**Problem to work on:** Check every line below for the string "PartialEq", and copy the lines that contain it.

**Source data:**
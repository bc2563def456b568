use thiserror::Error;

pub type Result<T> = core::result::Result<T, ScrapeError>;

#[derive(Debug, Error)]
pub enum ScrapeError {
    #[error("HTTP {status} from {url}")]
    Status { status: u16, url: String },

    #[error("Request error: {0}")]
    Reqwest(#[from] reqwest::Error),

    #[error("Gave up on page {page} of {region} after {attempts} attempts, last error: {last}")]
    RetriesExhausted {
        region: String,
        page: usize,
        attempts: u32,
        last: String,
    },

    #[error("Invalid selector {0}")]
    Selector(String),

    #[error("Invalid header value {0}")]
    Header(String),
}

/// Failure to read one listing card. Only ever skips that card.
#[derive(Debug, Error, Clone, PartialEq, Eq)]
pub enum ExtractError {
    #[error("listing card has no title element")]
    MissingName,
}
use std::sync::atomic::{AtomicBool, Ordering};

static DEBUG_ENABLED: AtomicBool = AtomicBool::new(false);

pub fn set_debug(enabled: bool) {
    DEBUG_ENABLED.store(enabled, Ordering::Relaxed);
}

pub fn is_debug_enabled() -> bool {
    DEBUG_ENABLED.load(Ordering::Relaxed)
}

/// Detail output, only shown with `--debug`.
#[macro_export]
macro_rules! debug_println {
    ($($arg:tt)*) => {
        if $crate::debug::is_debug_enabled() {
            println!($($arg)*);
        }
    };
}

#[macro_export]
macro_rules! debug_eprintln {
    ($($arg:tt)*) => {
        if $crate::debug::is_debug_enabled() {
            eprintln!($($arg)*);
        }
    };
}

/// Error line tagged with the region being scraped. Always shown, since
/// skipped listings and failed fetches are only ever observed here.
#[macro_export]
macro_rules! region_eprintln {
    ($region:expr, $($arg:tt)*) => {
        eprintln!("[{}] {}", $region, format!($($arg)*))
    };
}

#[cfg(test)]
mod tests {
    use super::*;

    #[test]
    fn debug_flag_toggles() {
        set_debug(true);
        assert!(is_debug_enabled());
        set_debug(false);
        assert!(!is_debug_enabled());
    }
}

...

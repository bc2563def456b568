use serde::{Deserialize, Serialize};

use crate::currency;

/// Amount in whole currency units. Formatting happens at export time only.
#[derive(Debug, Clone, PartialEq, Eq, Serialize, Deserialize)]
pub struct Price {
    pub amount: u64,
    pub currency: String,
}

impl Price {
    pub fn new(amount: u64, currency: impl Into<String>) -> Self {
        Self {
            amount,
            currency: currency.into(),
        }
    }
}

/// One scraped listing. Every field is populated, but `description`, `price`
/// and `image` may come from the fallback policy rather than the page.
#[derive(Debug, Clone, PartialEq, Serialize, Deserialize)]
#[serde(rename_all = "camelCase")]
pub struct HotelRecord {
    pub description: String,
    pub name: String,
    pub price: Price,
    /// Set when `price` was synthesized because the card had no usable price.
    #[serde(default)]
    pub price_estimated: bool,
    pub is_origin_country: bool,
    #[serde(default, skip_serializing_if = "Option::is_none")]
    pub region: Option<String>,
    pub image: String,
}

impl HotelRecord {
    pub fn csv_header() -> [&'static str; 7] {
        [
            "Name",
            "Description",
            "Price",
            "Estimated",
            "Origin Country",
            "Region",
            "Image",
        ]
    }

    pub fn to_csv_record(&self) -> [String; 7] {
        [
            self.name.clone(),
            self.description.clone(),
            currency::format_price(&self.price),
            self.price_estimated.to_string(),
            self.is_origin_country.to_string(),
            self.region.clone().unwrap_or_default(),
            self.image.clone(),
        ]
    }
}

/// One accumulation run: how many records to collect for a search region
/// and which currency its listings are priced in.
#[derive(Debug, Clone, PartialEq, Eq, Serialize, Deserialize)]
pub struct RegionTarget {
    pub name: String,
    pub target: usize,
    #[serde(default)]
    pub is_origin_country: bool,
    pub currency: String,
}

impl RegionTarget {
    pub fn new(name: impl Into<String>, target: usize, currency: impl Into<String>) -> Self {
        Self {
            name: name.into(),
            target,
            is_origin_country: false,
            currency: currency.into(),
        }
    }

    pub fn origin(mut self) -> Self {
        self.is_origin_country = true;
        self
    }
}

**Output below:**
#[derive(Debug, Error, Clone, PartialEq, Eq)]
#[derive(Debug, Clone, PartialEq, Eq, Serialize, Deserialize)]
#[derive(Debug, Clone, PartialEq, Serialize, Deserialize)]
#[derive(Debug, Clone, PartialEq, Eq, Serialize, Deserialize)]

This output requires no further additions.